Earlier this week, a group of nearly 750 researchers from around the world published an open letter expressing serious concerns with Europe’s controversial Plan S. Announced on September 4, 2018, and scheduled to take effect on January 1, 2020, Plan S would regulate private sector publications that report on publicly funded research, imposing a host of requirements that, among other things, would: (1) undermine intellectual property (IP) protection for these publications, (2) prohibit researchers from publishing in the vast majority of journals, and (3) impose government price caps on open access publication fees.
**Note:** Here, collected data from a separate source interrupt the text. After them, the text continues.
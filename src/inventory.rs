//! Ansible inventory derived from provisioner output.
//!
//! The provisioner reports flat lists of hosts per role and of volumes keyed
//! by numeric server id. [`Inventory::build`] folds those into the role →
//! host-group tree that configuration management and every bootstrap phase
//! read back from `<base_dir>/inventory`.

use std::collections::{BTreeMap, HashSet};
use std::path::Path;

use anyhow::{Context, Result};
use serde::{Deserialize, Serialize};

use crate::error::Error;
use crate::fs_util;

const CONSUL_MOUNT_NAME: &str = "consul";
const CONSUL_MOUNT_PATH: &str = "/opt/consul";
const CONSUL_OWNER: &str = "consul";
const EXTRA_VAR_BOOTSTRAP_EXPECT: &str = "bootstrap_expect";
const EXTRA_VAR_DATACENTER: &str = "datacenter";

/// Raw `terraform output -json` document.
#[derive(Debug, Clone, Default, Deserialize, Serialize)]
pub struct ProvisionerOutput {
    #[serde(default)]
    pub client_servers: OutputList<RawHost>,
    #[serde(default)]
    pub nomad_servers: OutputList<RawHost>,
    #[serde(default)]
    pub o11y_servers: OutputList<RawHost>,
    #[serde(default)]
    pub vault_servers: OutputList<RawHost>,
    #[serde(default)]
    pub consul_servers: OutputList<RawHost>,
    #[serde(default)]
    pub consul_volumes: OutputList<RawVolume>,
    #[serde(default)]
    pub client_volumes: OutputList<RawVolume>,
}

impl ProvisionerOutput {
    /// Parses the provisioner's JSON output.
    ///
    /// # Errors
    /// Returns an error if the document does not match the expected shape.
    pub fn parse(json: &str) -> Result<Self> {
        serde_json::from_str(json).context("Failed to parse provisioner output")
    }

    /// # Errors
    /// Returns an error if the file cannot be read or parsed.
    pub fn load(path: &Path) -> Result<Self> {
        let contents = std::fs::read_to_string(path)
            .with_context(|| format!("Failed to read {}", path.display()))?;
        Self::parse(&contents)
    }
}

/// Terraform wraps every output in `{ "value": ... }`.
#[derive(Debug, Clone, Deserialize, Serialize)]
pub struct OutputList<T> {
    pub value: Vec<T>,
}

impl<T> Default for OutputList<T> {
    fn default() -> Self {
        Self { value: Vec::new() }
    }
}

#[derive(Debug, Clone, PartialEq, Eq, Deserialize, Serialize)]
pub struct RawHost {
    /// Public identifier, used as the inventory host key.
    pub host: String,
    pub host_name: String,
    pub private_ip: String,
    pub server_id: String,
}

#[derive(Debug, Clone, PartialEq, Eq, Deserialize, Serialize)]
pub struct RawVolume {
    /// Device path on the attached server.
    pub mount: String,
    pub name: String,
    pub path: String,
    pub server_id: u64,
    #[serde(default)]
    pub size: Option<u64>,
}

impl RawVolume {
    fn attached_to(&self, host: &RawHost) -> bool {
        self.server_id.to_string() == host.server_id
    }
}

#[derive(Debug, Clone, Default, PartialEq, Eq, Serialize, Deserialize)]
pub struct Inventory {
    pub all: All,
}

#[derive(Debug, Clone, Default, PartialEq, Eq, Serialize, Deserialize)]
pub struct All {
    pub children: Groups,
}

#[derive(Debug, Clone, Default, PartialEq, Eq, Serialize, Deserialize)]
pub struct Groups {
    #[serde(default)]
    pub clients: HostGroup,
    #[serde(default)]
    pub nomad_servers: HostGroup,
    #[serde(default)]
    pub vault_servers: HostGroup,
    #[serde(default)]
    pub consul_servers: HostGroup,
    #[serde(default)]
    pub prometheus: HostGroup,
    #[serde(default)]
    pub grafana: HostGroup,
    #[serde(default)]
    pub loki: HostGroup,
    #[serde(default)]
    pub tempo: HostGroup,
}

#[derive(Debug, Clone, Default, PartialEq, Eq, Serialize, Deserialize)]
pub struct HostGroup {
    #[serde(default)]
    pub hosts: BTreeMap<String, Host>,
}

#[derive(Debug, Clone, Default, PartialEq, Eq, Serialize, Deserialize)]
pub struct Host {
    pub private_ip: String,
    pub host_name: String,
    #[serde(default)]
    pub mounts: Vec<Mount>,
    #[serde(default)]
    pub extra_vars: BTreeMap<String, String>,
}

#[derive(Debug, Clone, PartialEq, Eq, Serialize, Deserialize)]
pub struct Mount {
    pub name: String,
    pub path: String,
    pub mount_path: String,
    pub is_nomad: bool,
    pub owner: String,
}

impl HostGroup {
    /// Public host identifiers in inventory order.
    #[must_use]
    pub fn hosts(&self) -> Vec<&str> {
        self.hosts.keys().map(String::as_str).collect()
    }

    #[must_use]
    pub fn private_addresses(&self) -> Vec<&str> {
        self.hosts.values().map(|host| host.private_ip.as_str()).collect()
    }

    #[must_use]
    pub fn host_names(&self) -> Vec<&str> {
        self.hosts.values().map(|host| host.host_name.as_str()).collect()
    }

    #[must_use]
    pub fn is_empty(&self) -> bool {
        self.hosts.is_empty()
    }

    #[must_use]
    pub fn len(&self) -> usize {
        self.hosts.len()
    }

    /// First public identifier, used as the entry point for API calls.
    ///
    /// # Errors
    /// Returns [`Error::EmptyGroup`] when the group has no hosts.
    pub fn first_host(&self, group: &'static str) -> Result<&str, Error> {
        self.hosts
            .keys()
            .next()
            .map(String::as_str)
            .ok_or(Error::EmptyGroup(group))
    }

    /// First private address of the group.
    ///
    /// # Errors
    /// Returns [`Error::EmptyGroup`] when the group has no hosts.
    pub fn first_private_address(&self, group: &'static str) -> Result<&str, Error> {
        self.hosts
            .values()
            .next()
            .map(|host| host.private_ip.as_str())
            .ok_or(Error::EmptyGroup(group))
    }
}

/// How observability roles are spread over the observability hosts.
#[derive(Debug, Clone, PartialEq, Eq)]
pub enum ObservabilityPlacement {
    /// One host runs metrics, logs, traces and the dashboard.
    Single(RawHost),
    /// One host per role: grafana, prometheus, loki, tempo.
    Quad([RawHost; 4]),
}

impl ObservabilityPlacement {
    /// # Errors
    /// Returns [`Error::ObservabilityHostCount`] unless exactly one or four hosts are given.
    pub fn from_hosts(hosts: &[RawHost]) -> Result<Self, Error> {
        match hosts {
            [single] => Ok(Self::Single(single.clone())),
            [grafana, prometheus, loki, tempo] => Ok(Self::Quad([
                grafana.clone(),
                prometheus.clone(),
                loki.clone(),
                tempo.clone(),
            ])),
            _ => Err(Error::ObservabilityHostCount(hosts.len())),
        }
    }

    fn grafana(&self) -> &RawHost {
        match self {
            Self::Single(host) => host,
            Self::Quad(hosts) => &hosts[0],
        }
    }

    fn prometheus(&self) -> &RawHost {
        match self {
            Self::Single(host) => host,
            Self::Quad(hosts) => &hosts[1],
        }
    }

    fn loki(&self) -> &RawHost {
        match self {
            Self::Single(host) => host,
            Self::Quad(hosts) => &hosts[2],
        }
    }

    fn tempo(&self) -> &RawHost {
        match self {
            Self::Single(host) => host,
            Self::Quad(hosts) => &hosts[3],
        }
    }
}

fn plain_host(raw: &RawHost) -> Host {
    Host {
        private_ip: raw.private_ip.clone(),
        host_name: raw.host_name.clone(),
        ..Host::default()
    }
}

fn single_host_group(raw: &RawHost) -> HostGroup {
    HostGroup {
        hosts: BTreeMap::from([(raw.host.clone(), plain_host(raw))]),
    }
}

fn server_vars(expect: usize, datacenter: &str) -> BTreeMap<String, String> {
    BTreeMap::from([
        (EXTRA_VAR_BOOTSTRAP_EXPECT.to_string(), expect.to_string()),
        (EXTRA_VAR_DATACENTER.to_string(), datacenter.to_string()),
    ])
}

impl Inventory {
    /// Derives the inventory from raw provisioner output.
    ///
    /// # Errors
    /// Returns [`Error::ObservabilityHostCount`] when the observability host
    /// count is neither one nor four.
    pub fn build(
        output: &ProvisionerOutput,
        datacenter: &str,
        cluster_user: &str,
    ) -> Result<Self, Error> {
        let placement = ObservabilityPlacement::from_hosts(&output.o11y_servers.value)?;
        let mut groups = Groups::default();

        let consul_hosts = if output.consul_servers.value.is_empty() {
            &output.nomad_servers.value
        } else {
            &output.consul_servers.value
        };
        for raw in consul_hosts {
            let mounts = output
                .consul_volumes
                .value
                .iter()
                .find(|volume| volume.attached_to(raw))
                .map(|volume| {
                    vec![Mount {
                        name: CONSUL_MOUNT_NAME.to_string(),
                        path: CONSUL_MOUNT_PATH.to_string(),
                        mount_path: volume.mount.clone(),
                        is_nomad: false,
                        owner: CONSUL_OWNER.to_string(),
                    }]
                })
                .unwrap_or_default();
            groups.consul_servers.hosts.insert(
                raw.host.clone(),
                Host {
                    mounts,
                    extra_vars: server_vars(consul_hosts.len(), datacenter),
                    ..plain_host(raw)
                },
            );
        }

        let nomad_count = output.nomad_servers.value.len();
        for raw in &output.nomad_servers.value {
            groups.nomad_servers.hosts.insert(
                raw.host.clone(),
                Host {
                    extra_vars: server_vars(nomad_count, datacenter),
                    ..plain_host(raw)
                },
            );
        }

        for raw in &output.vault_servers.value {
            groups.vault_servers.hosts.insert(raw.host.clone(), plain_host(raw));
        }

        for raw in &output.client_servers.value {
            let mounts = output
                .client_volumes
                .value
                .iter()
                .filter(|volume| volume.attached_to(raw))
                .map(|volume| Mount {
                    name: volume.name.clone(),
                    path: volume.path.clone(),
                    mount_path: volume.mount.clone(),
                    is_nomad: true,
                    owner: cluster_user.to_string(),
                })
                .collect();
            groups.clients.hosts.insert(
                raw.host.clone(),
                Host {
                    mounts,
                    ..plain_host(raw)
                },
            );
        }

        groups.grafana = single_host_group(placement.grafana());
        groups.prometheus = single_host_group(placement.prometheus());
        groups.loki = single_host_group(placement.loki());
        groups.tempo = single_host_group(placement.tempo());

        Ok(Self {
            all: All { children: groups },
        })
    }

    #[must_use]
    pub fn groups(&self) -> &Groups {
        &self.all.children
    }

    /// Groups in the order used for address aggregation.
    fn ordered_groups(&self) -> [&HostGroup; 8] {
        let groups = &self.all.children;
        [
            &groups.clients,
            &groups.consul_servers,
            &groups.nomad_servers,
            &groups.vault_servers,
            &groups.prometheus,
            &groups.grafana,
            &groups.loki,
            &groups.tempo,
        ]
    }

    /// Every private address and DNS name in the cluster, deduplicated in
    /// first-seen order.
    #[must_use]
    pub fn all_private_addresses(&self) -> Vec<String> {
        let mut seen = HashSet::new();
        let mut addresses = Vec::new();
        for group in self.ordered_groups() {
            let candidates = group
                .private_addresses()
                .into_iter()
                .chain(group.host_names());
            for candidate in candidates {
                if seen.insert(candidate) {
                    addresses.push(candidate.to_string());
                }
            }
        }
        addresses
    }

    /// Private addresses of every observability host, deduplicated.
    #[must_use]
    pub fn observability_addresses(&self) -> Vec<String> {
        let groups = &self.all.children;
        let mut seen = HashSet::new();
        [&groups.tempo, &groups.prometheus, &groups.loki, &groups.grafana]
            .into_iter()
            .flat_map(HostGroup::private_addresses)
            .filter(|address| seen.insert(*address))
            .map(str::to_string)
            .collect()
    }

    /// # Errors
    /// Returns an error if the file cannot be read or parsed.
    pub fn load(path: &Path) -> Result<Self> {
        let contents = std::fs::read_to_string(path)
            .with_context(|| format!("Failed to read inventory {}", path.display()))?;
        serde_yaml::from_str(&contents)
            .with_context(|| format!("Failed to parse inventory {}", path.display()))
    }

    /// # Errors
    /// Returns an error if the inventory cannot be serialized or written.
    pub fn save(&self, path: &Path) -> Result<()> {
        let contents = serde_yaml::to_string(self).context("Failed to serialize inventory")?;
        fs_util::write_private(path, contents)
    }
}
Thirteen of the 43 major national research funding organizations in Europe have signed on to Plan S, and the plan’s proponents are actively soliciting additional support in Europe and abroad.
In their letter, the researchers conclude that “Plan S is a serious violation of academic freedom” that “strongly reduce[s] access to (and possibilities to publish in) suitable scientific journals of high quality, with a direct consequence that it also strongly restricts our choice of countries with which we can conveniently collaborate with or sustain lasting exchange programs.”
The Association of American Publishers (AAP) shares these concerns. “It is the strong view of the U.S. publishing industry that Plan S is ill-conceived and unsustainable,” said Maria A. Pallante, President and Chief Executive Officer of AAP. “Plan S is a violation of academic freedom to publish and is a disservice to all who rely upon credible research literature. Plan S devalues and disrespects the publishing industry threefold: it imposes strict regulations on an innovative private sector marketplace; it creates market access barriers for American publishers; and it places unreasonable constraints on individual researchers.”
See Also: Reaction of Researchers to Plan S: Too Far, Too Risky
“Plan S Open Letter”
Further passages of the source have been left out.